It is worth shifting the focus from curriculum to skills building

The teaching and learning year is usually based on a set curriculum. In July, as teachers we already know ‘what we should be working on’ on any given date. The curriculum has prescribed what we do in the classroom day to day. In this post Covid-19 year, we have been forced to pause, take stock, and listen to learners. (See also Appendix 6: Shifting the Focus from Curriculum to Skills Building Post Covid-19).

The most significant finding from learner feedback was that they wanted more time. Freewriting was another way to achieve the ultimate goal: creating literate, competent writers. There was a lot to gain by breaking away from the comfort of routine and, ultimately, nothing to lose.

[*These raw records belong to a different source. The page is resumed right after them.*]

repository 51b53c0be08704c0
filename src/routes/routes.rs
//! Defines routes for the upload catalog.
//!
//! ## Structure
//! - **Catalog endpoints**
//!   - `GET  /uploads` — list records (supports archived, filter)
//!   - `POST /uploads` — ingest a multipart submission
//!   - `GET  /uploads/meta` — form vocabulary and upload policy
//!
//! - **Item endpoints**
//!   - `POST /uploads/{id}/archive` — toggle the archived flag
//!   - `POST /uploads/{id}/view` — increment the view counter
//!   - `GET  /uploads/{id}/download` — fetch the stored file bytes

use crate::{
    constants::MAX_FILE_SIZE,
    handlers::{
        health_handlers::{healthz, readyz},
        upload_handlers::{
            archive_upload, catalog_meta, create_upload, download_upload, list_uploads,
            view_upload,
        },
    },
    services::catalog_service::CatalogService,
};
use axum::{
    Router,
    extract::DefaultBodyLimit,
    routing::{get, post},
};

/// Build and return the router for all catalog routes.
///
/// The router carries shared state (`CatalogService`) to all handlers.
pub fn routes() -> Router<CatalogService> {
    Router::new()
        // health endpoints (mounted at root)
        .route("/healthz", get(healthz))
        .route("/readyz", get(readyz))
        // catalog routes
        .route("/uploads", get(list_uploads).post(create_upload))
        .route("/uploads/meta", get(catalog_meta))
        // item routes
        .route("/uploads/{id}/archive", post(archive_upload))
        .route("/uploads/{id}/view", post(view_upload))
        .route("/uploads/{id}/download", get(download_upload))
        // Oversized files must reach validation so the client gets the
        // 10MB message instead of a bare 413; the extra headroom covers
        // multipart framing and the metadata fields.
        .layer(DefaultBodyLimit::max(2 * MAX_FILE_SIZE as usize))
}
//! Health & readiness handlers.
//!
//! - GET /healthz  -> simple liveness ("ok")
//! - GET /readyz   -> readiness that checks DB connectivity and disk I/O

use crate::services::catalog_service::CatalogService;
use axum::{Json, extract::State, http::StatusCode, response::IntoResponse};
use serde::Serialize;
use std::collections::HashMap;
use tokio::fs;
use uuid::Uuid;

/// `GET /healthz`
///
/// Liveness probe — always 200 with a plain JSON body, no I/O.
pub async fn healthz() -> impl IntoResponse {
    (
        StatusCode::OK,
        Json(HealthResponse {
            status: "ok".into(),
        }),
    )
}

/// `GET /readyz`
///
/// Readiness probe that runs `SELECT 1` against SQLite and a best-effort
/// write/read/delete under the storage directory. 200 when both checks
/// pass, 503 otherwise.
pub async fn readyz(State(service): State<CatalogService>) -> impl IntoResponse {
    let sqlite_check = match sqlx::query_scalar::<_, i64>("SELECT 1")
        .fetch_one(&*service.db)
        .await
    {
        Ok(1) => (true, None::<String>),
        Ok(v) => (false, Some(format!("unexpected result: {}", v))),
        Err(e) => (false, Some(format!("error: {}", e))),
    };

    let tmp_path = service
        .base_path
        .join(format!(".readyz-{}", Uuid::new_v4()));
    let disk_check = match fs::write(&tmp_path, b"readyz").await {
        Ok(_) => match fs::read(&tmp_path).await {
            Ok(bytes) if bytes == b"readyz" => match fs::remove_file(&tmp_path).await {
                Ok(_) => (true, None::<String>),
                Err(e) => (true, Some(format!("could not remove tmp file: {}", e))),
            },
            Ok(_) => {
                let _ = fs::remove_file(&tmp_path).await;
                (false, Some("file content mismatch".to_string()))
            }
            Err(e) => {
                let _ = fs::remove_file(&tmp_path).await;
                (false, Some(format!("could not read tmp file: {}", e)))
            }
        },
        Err(e) => (false, Some(format!("could not write tmp file: {}", e))),
    };

    let overall_ok = sqlite_check.0 && disk_check.0;

    let mut checks = HashMap::new();
    checks.insert(
        "sqlite",
        CheckStatus {
            ok: sqlite_check.0,
            error: sqlite_check.1,
        },
    );
    checks.insert(
        "disk",
        CheckStatus {
            ok: disk_check.0,
            error: disk_check.1,
        },
    );

    let body = ReadyResponse {
        status: if overall_ok { "ok".into() } else { "error".into() },
        checks,
    };

    let status = if overall_ok {
        StatusCode::OK
    } else {
        StatusCode::SERVICE_UNAVAILABLE
    };
    (status, Json(body))
}

#[derive(Serialize)]
struct HealthResponse {
    status: String,
}

#[derive(Serialize)]
struct ReadyResponse {
    status: String,
    checks: HashMap<&'static str, CheckStatus>,
}

#[derive(Serialize)]
struct CheckStatus {
    ok: bool,
    error: Option<String>,
}
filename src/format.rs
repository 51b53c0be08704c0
//! Pure formatting helpers: human-readable sizes and dates, plus the
//! unique on-disk filename generator used by ingest.

use chrono::{DateTime, Utc};
use uuid::Uuid;

const SIZE_UNITS: [&str; 4] = ["Bytes", "KB", "MB", "GB"];

/// Render a byte count using the largest unit in which the scaled value is
/// still >= 1, rounded to two decimal places with trailing zeros dropped.
/// Zero is special-cased as `"0 Bytes"`.
pub fn format_file_size(bytes: i64) -> String {
    if bytes <= 0 {
        return "0 Bytes".to_string();
    }
    let exponent = ((bytes as f64).ln() / 1024f64.ln()).floor() as usize;
    let exponent = exponent.min(SIZE_UNITS.len() - 1);
    let scaled = bytes as f64 / 1024f64.powi(exponent as i32);
    let rounded = (scaled * 100.0).round() / 100.0;
    format!("{} {}", trim_decimal(rounded), SIZE_UNITS[exponent])
}

/// English medium-style date and time, e.g. `Jan 5, 2026, 03:04 PM`.
pub fn format_date(ts: &DateTime<Utc>) -> String {
    ts.format("%b %-d, %Y, %I:%M %p").to_string()
}

/// Lowercased suffix after the last dot, or `None` for extensionless names.
pub fn file_extension(filename: &str) -> Option<String> {
    filename
        .rsplit_once('.')
        .map(|(_, ext)| ext.to_lowercase())
}

/// Build a unique storage filename from a user-supplied name.
///
/// The stem is sanitized to `[A-Za-z0-9_]`, then a millisecond timestamp and
/// a short random token are appended before the original extension. Practically
/// collision-free, not cryptographically guaranteed.
pub fn generate_file_name(original_name: &str) -> String {
    let timestamp = Utc::now().timestamp_millis();
    let token = &Uuid::new_v4().simple().to_string()[..6];
    match original_name.rsplit_once('.') {
        Some((stem, ext)) => format!("{}_{}_{}.{}", sanitize_stem(stem), timestamp, token, ext),
        None => format!("{}_{}_{}", sanitize_stem(original_name), timestamp, token),
    }
}

fn sanitize_stem(stem: &str) -> String {
    stem.chars()
        .map(|c| if c.is_ascii_alphanumeric() { c } else { '_' })
        .collect()
}

fn trim_decimal(value: f64) -> String {
    let mut text = format!("{:.2}", value);
    while text.ends_with('0') {
        text.pop();
    }
    if text.ends_with('.') {
        text.pop();
    }
    text
}
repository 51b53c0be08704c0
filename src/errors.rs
use axum::{
    Json,
    http::StatusCode,
    response::{IntoResponse, Response},
};
use serde_json::json;
use std::fmt;

use crate::services::catalog_service::CatalogError;

/// A lightweight wrapper for HTTP-facing errors that keeps the message local.
#[derive(Debug)]
pub struct AppError {
    pub status: StatusCode,
    pub message: String,
}

impl AppError {
    /// Create a new AppError with a specific status and message.
    pub fn new(status: StatusCode, msg: impl Into<String>) -> Self {
        Self {
            status,
            message: msg.into(),
        }
    }

    /// Shortcut for a 400 Bad Request
    pub fn bad_request(msg: impl Into<String>) -> Self {
        Self::new(StatusCode::BAD_REQUEST, msg)
    }

    /// Shortcut for 404 Not Found
    pub fn not_found(msg: impl Into<String>) -> Self {
        Self::new(StatusCode::NOT_FOUND, msg)
    }

    /// Shortcut for a 500 Internal Server Error
    pub fn internal(msg: impl Into<String>) -> Self {
        Self::new(StatusCode::INTERNAL_SERVER_ERROR, msg)
    }
}

impl fmt::Display for AppError {
    fn fmt(&self, f: &mut fmt::Formatter<'_>) -> fmt::Result {
        write!(f, "{}", self.message)
    }
}

impl std::error::Error for AppError {}

impl IntoResponse for AppError {
    fn into_response(self) -> Response {
        let body = Json(json!({
            "error": self.message,
            "status": self.status.as_u16()
        }));

        (self.status, body).into_response()
    }
}

/// Map service-layer failures onto HTTP statuses. Storage faults are logged
/// here and collapsed into a generic 500 body so no backend detail leaks.
impl From<CatalogError> for AppError {
    fn from(err: CatalogError) -> Self {
        match err {
            CatalogError::Validation(msg) => AppError::bad_request(msg),
            CatalogError::NotFound(id) => {
                AppError::not_found(format!("Upload {} not found", id))
            }
            CatalogError::Sqlx(err) => {
                tracing::error!("database error: {}", err);
                AppError::internal("Internal server error")
            }
            CatalogError::Io(err) => {
                tracing::error!("file storage error: {}", err);
                AppError::internal("Internal server error")
            }
        }
    }
}
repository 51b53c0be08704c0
pub mod catalog_service;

Assessment is not the only way to measure progress and learning

According to a report that compares school standards in 22 countries, ‘English children are tested longer, harder and younger than anywhere else in the world’ (Woolcock 2008). Our research confirmed that over-assessment seems to do our learners more harm than good.

I [the project lead] observed some learners thrive in their freewriting, persuasive, and story writing only to perform poorly at formal assessment. I observed learners growing from the joy they were experiencing in their own writing and absolutely seizing up when presented with a timed assessment of the same type of task. Our research outcomes have led us to recommend that teachers find innovative ways to reduce assessment and approach their teaching with an attitude that the proof is in the process. The pudding will come.

Trust in teacher professionalism and establish time for a community of practice to meet regularly

This project has enabled us to be proactive about meeting our needs: sharing good practice and lessons learned, confidence building and feeling supported by a community. Action research is already a part of teaching and perhaps we should behave as such. (See also Appendix 7: Creating Space).

As teachers of writing, our job initially is to help learners find and value their voice

I learned that if our learners don’t recognise and value their own voices enough to write, progress is not possible. Much as we are teaching our learners to write, we are teaching them how to organise and trust their thoughts and feelings. English teachers need this to be recognised and we need the space to achieve this with confidence. This means less formal assessment and prescription around how to deliver competent readers and writers. The action research process forced me to create that space and do what I felt was right, given the circumstances. (See also Appendix 8: Teacher Reflections).

Professional Development

Using the ETF’s Professional Standards for teachers and trainers. Please note, this report refers to the 2014-2022 standards.

See also Appendix 4: Professional Standard 3 Inspiring, motivating and raising aspirations of learners.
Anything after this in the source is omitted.